━━ LISTED ENTRIES ━━
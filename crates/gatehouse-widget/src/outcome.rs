//! Results returned to the host and the read-only render snapshot.

use gatehouse_core::{Catalog, SsoDisplay, ValidationFault, ViewState};
use gatehouse_events::{FaultKind, ViewKind};
use serde::Serialize;

/// Result of [`WidgetController::show`](crate::WidgetController::show).
#[derive(Debug, Clone, Copy, PartialEq, Eq)]
pub enum ShowOutcome {
    /// The widget entered its initial view.
    Shown(ViewKind),
    /// Another `show()` was in flight or the widget was already visible.
    Ignored,
    /// `hide()` ran before the session was ready.
    Cancelled,
    /// A fault ended the `show()`; the matching event was published.
    Faulted(FaultKind),
}

/// Result of a user action.
#[derive(Debug, Clone, PartialEq, Eq)]
pub enum SubmitOutcome {
    /// The request was accepted by the identity client.
    Dispatched,
    /// Local validation failed; nothing was sent.
    Invalid(ValidationFault),
    /// The identity client reported a failure; the view is unchanged.
    Failed(String),
    /// The action does not apply to the current view, another submission is
    /// in flight, or the session ended before the result arrived.
    Ignored,
}

/// Links offered by the credential views.
#[derive(Debug, Clone, Copy, Default, PartialEq, Eq, Serialize)]
pub struct Affordances {
    /// Show the signup link.
    pub show_signup: bool,
    /// Show the forgot-password link.
    pub show_forgot: bool,
}

/// Everything a renderer needs to draw the widget.
#[derive(Debug, Clone, Default, PartialEq, Eq, Serialize)]
pub struct WidgetSnapshot {
    /// Active view.
    pub view: ViewState,
    /// Catalog of the active session.
    pub catalog: Option<Catalog>,
    /// Previous session shown in the logged-in view.
    pub sso: Option<SsoDisplay>,
    /// Signup and forgot-password links.
    pub affordances: Affordances,
    /// Whether a submission is in flight.
    pub submitting: bool,
}
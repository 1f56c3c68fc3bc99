//! Static registry of known identity strategies.
//!
//! The registry decides how a strategy behaves in the widget (icon button,
//! credential form, domain routing) and what title the renderer shows for it.

use serde::Serialize;

/// Behavioural family of a strategy.
#[derive(Debug, Clone, Copy, PartialEq, Eq, Hash, Serialize)]
#[serde(rename_all = "snake_case")]
pub enum StrategyKind {
    /// Redirect-based social provider, shown as an icon.
    Social,
    /// Hosted username/password store.
    Database,
    /// Redirect-based enterprise federation, selected by email domain.
    Enterprise,
    /// AD/LDAP connector: enterprise domain routing with credentials.
    Directory,
}

impl StrategyKind {
    /// Whether logins of this kind send a username from the credential form.
    #[must_use]
    pub const fn uses_credentials(self) -> bool {
        matches!(self, Self::Database | Self::Directory)
    }

    /// Whether connections of this kind are selected by email domain.
    #[must_use]
    pub const fn routes_by_domain(self) -> bool {
        matches!(self, Self::Enterprise | Self::Directory)
    }
}

struct StrategyInfo {
    name: &'static str,
    title: &'static str,
    kind: StrategyKind,
}

const fn info(name: &'static str, title: &'static str, kind: StrategyKind) -> StrategyInfo {
    StrategyInfo { name, title, kind }
}

const REGISTRY: &[StrategyInfo] = &[
    info("auth0", "Auth0", StrategyKind::Database),
    info("ad", "AD / LDAP", StrategyKind::Directory),
    info("auth0-adldap", "AD/LDAP", StrategyKind::Directory),
    info("adfs", "ADFS", StrategyKind::Enterprise),
    info("google-apps", "Google Apps", StrategyKind::Enterprise),
    info("office365", "Office365", StrategyKind::Enterprise),
    info("waad", "Windows Azure AD", StrategyKind::Enterprise),
    info("samlp", "SAML", StrategyKind::Enterprise),
    info("pingfederate", "Ping Federate", StrategyKind::Enterprise),
    info("sharepoint", "SharePoint Apps", StrategyKind::Enterprise),
    info("ip", "IP Address Authentication", StrategyKind::Enterprise),
    info("amazon", "Amazon", StrategyKind::Social),
    info("bitbucket", "Bitbucket", StrategyKind::Social),
    info("box", "Box", StrategyKind::Social),
    info("dropbox", "Dropbox", StrategyKind::Social),
    info("evernote", "Evernote", StrategyKind::Social),
    info("facebook", "Facebook", StrategyKind::Social),
    info("fitbit", "Fitbit", StrategyKind::Social),
    info("github", "GitHub", StrategyKind::Social),
    info("google-oauth2", "Google", StrategyKind::Social),
    info("instagram", "Instagram", StrategyKind::Social),
    info("linkedin", "LinkedIn", StrategyKind::Social),
    info("paypal", "PayPal", StrategyKind::Social),
    info("salesforce", "Salesforce", StrategyKind::Social),
    info("soundcloud", "Soundcloud", StrategyKind::Social),
    info("twitter", "Twitter", StrategyKind::Social),
    info("vkontakte", "vKontakte", StrategyKind::Social),
    info("windowslive", "Microsoft Account", StrategyKind::Social),
    info("yahoo", "Yahoo!", StrategyKind::Social),
    info("yandex", "Yandex", StrategyKind::Social),
];

fn lookup(name: &str) -> Option<&'static StrategyInfo> {
    REGISTRY.iter().find(|entry| entry.name == name)
}

/// Kind of a strategy; unknown names are treated as social providers.
#[must_use]
pub fn strategy_kind(name: &str) -> StrategyKind {
    lookup(name).map_or(StrategyKind::Social, |entry| entry.kind)
}

/// Display title of a strategy; unknown names display as themselves.
#[must_use]
pub fn strategy_title(name: &str) -> &str {
    lookup(name).map_or(name, |entry| entry.title)
}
━━━
WHAT YOU HAVE TO DO: Take the line above containing "pub enum SubmitOutcome", the line containing "the active session.", and all lines in between, and copy them exactly without anything else.

EXERCISE OUTPUT:
pub enum SubmitOutcome {
    /// The request was accepted by the identity client.
    Dispatched,
    /// Local validation failed; nothing was sent.
    Invalid(ValidationFault),
    /// The identity client reported a failure; the view is unchanged.
    Failed(String),
    /// The action does not apply to the current view, another submission is
    /// in flight, or the session ended before the result arrived.
    Ignored,
}

/// Links offered by the credential views.
#[derive(Debug, Clone, Copy, Default, PartialEq, Eq, Serialize)]
pub struct Affordances {
    /// Show the signup link.
    pub show_signup: bool,
    /// Show the forgot-password link.
    pub show_forgot: bool,
}

/// Everything a renderer needs to draw the widget.
#[derive(Debug, Clone, Default, PartialEq, Eq, Serialize)]
pub struct WidgetSnapshot {
    /// Active view.
    pub view: ViewState,
    /// Catalog of the active session.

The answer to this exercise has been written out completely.